NHL Sells Soul to ESPN

DENVER, CO – Before getting to the headline: NHL Sells Soul to ESPN, let’s consider the following:

Baseball: Nine players stand still for ninety percent of a three-hour time period. Average baseball injury report: Amed Rosario to miss time due to quad tightness.

Baseketball: Five players aside jog back and forth for forty minutes. Average basketball injury report: Devin Booker dealing with knee soreness.

Football: Twenty two players run into each other repeatedly. Average football injury report: Kyler Murray, blah blah twelve medical words, requires offseason surgery.

Hockey: Six skaters a side reach speeds of up to 30-mph while being abruptly stopped repeatedly by a wall. Average hockey injury report: Upper body injury: Igor Shesterkin takes a puck to the face then gets his head bounced off the ice. Igor is day-to-day after continuing to play after the incident.

Some on this site have expressed their dismay at the lack of transparency in hockey’s injury reporting. I personally love it. This is just one aspect of sports inherent toughness that no other sport requires. It takes gumption to sign up for a sport where your job is to allow other large humans to fire a rock hard piece of rubber at you while you intentionally get in the way. It takes some moxie to sign up for a sport wherein mistakes of conduct are met with fisticuffs.
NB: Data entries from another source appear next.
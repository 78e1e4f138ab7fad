//! On-disk layout of a container file.
//!
//! Header: 4-byte magic `rmkd`, little-endian `u16` format version, `u16`
//! reserved, `u32` record count. Then one record per directory in sorted
//! full-path order: `u16` path byte length followed by the UTF-8 bytes of
//! the `/`-joined path. Sorted order guarantees a parent record precedes
//! its children, which decoding relies on.

use std::collections::BTreeSet;
use std::str;

use super::ContainerError;
use crate::target::InternalPath;

pub const MAGIC: [u8; 4] = *b"rmkd";
pub const VERSION: u16 = 1;

const HEADER_LEN: usize = 12;

pub fn encode(dirs: &BTreeSet<InternalPath>) -> Vec<u8> {
    let mut buf = Vec::with_capacity(HEADER_LEN);
    buf.extend_from_slice(&MAGIC);
    buf.extend_from_slice(&VERSION.to_le_bytes());
    buf.extend_from_slice(&0u16.to_le_bytes());
    buf.extend_from_slice(&(dirs.len() as u32).to_le_bytes());
    for dir in dirs {
        let path = dir.to_string();
        // InternalPath::parse bounds the joined path at u16::MAX bytes.
        buf.extend_from_slice(&(path.len() as u16).to_le_bytes());
        buf.extend_from_slice(path.as_bytes());
    }
    buf
}

pub fn decode(bytes: &[u8]) -> Result<BTreeSet<InternalPath>, ContainerError> {
    if bytes.len() < HEADER_LEN {
        return Err(ContainerError::Format(format!(
            "{} bytes is shorter than the {HEADER_LEN}-byte header",
            bytes.len()
        )));
    }
    if bytes[..4] != MAGIC {
        return Err(ContainerError::Format("bad magic".to_owned()));
    }
    let version = u16::from_le_bytes([bytes[4], bytes[5]]);
    if version != VERSION {
        return Err(ContainerError::Format(format!(
            "unsupported format version {version}"
        )));
    }
    let count = u32::from_le_bytes([bytes[8], bytes[9], bytes[10], bytes[11]]);

    let mut dirs = BTreeSet::new();
    let mut prev: Option<InternalPath> = None;
    let mut offset = HEADER_LEN;
    for idx in 0..count {
        let truncated =
            || ContainerError::Format(format!("truncated at record {idx} of {count}"));
        let len_bytes = bytes.get(offset..offset + 2).ok_or_else(truncated)?;
        let len = usize::from(u16::from_le_bytes([len_bytes[0], len_bytes[1]]));
        offset += 2;
        let raw = bytes.get(offset..offset + len).ok_or_else(truncated)?;
        offset += len;

        let text = str::from_utf8(raw).map_err(|_| {
            ContainerError::Format(format!("record {idx} is not valid UTF-8"))
        })?;
        let path = InternalPath::parse(text).map_err(|_| {
            ContainerError::Format(format!("record {idx} holds invalid path `{text}`"))
        })?;
        if prev.as_ref().is_some_and(|p| *p >= path) {
            return Err(ContainerError::Format(format!(
                "record {idx} `{path}` out of order or duplicated"
            )));
        }
        if let Some(parent) = path.parent() {
            if !dirs.contains(&parent) {
                return Err(ContainerError::Format(format!(
                    "record {idx} `{path}` has no parent record"
                )));
            }
        }
        prev = Some(path.clone());
        dirs.insert(path);
    }
    if offset != bytes.len() {
        return Err(ContainerError::Format(format!(
            "{} trailing bytes after the last record",
            bytes.len() - offset
        )));
    }
    Ok(dirs)
}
It takes grit to sign up for a sport that on the margin will cost you a king’s ransom in dental work.

What does this have to do with the price of tea in China? I fear the new ESPN/ABC/Disney deal is going to dilute the game. NBCSN allowed hockey to live in a safe space for the majority of the last fifteen years. Hockey players and analysts could be hockey players and analysts. Coaches by and large have been able to say and do things that coaches in other leagues might not get away with because their comments weren’t taken out of context. Referees compared to other leagues have received far less criticism for letting the boys play.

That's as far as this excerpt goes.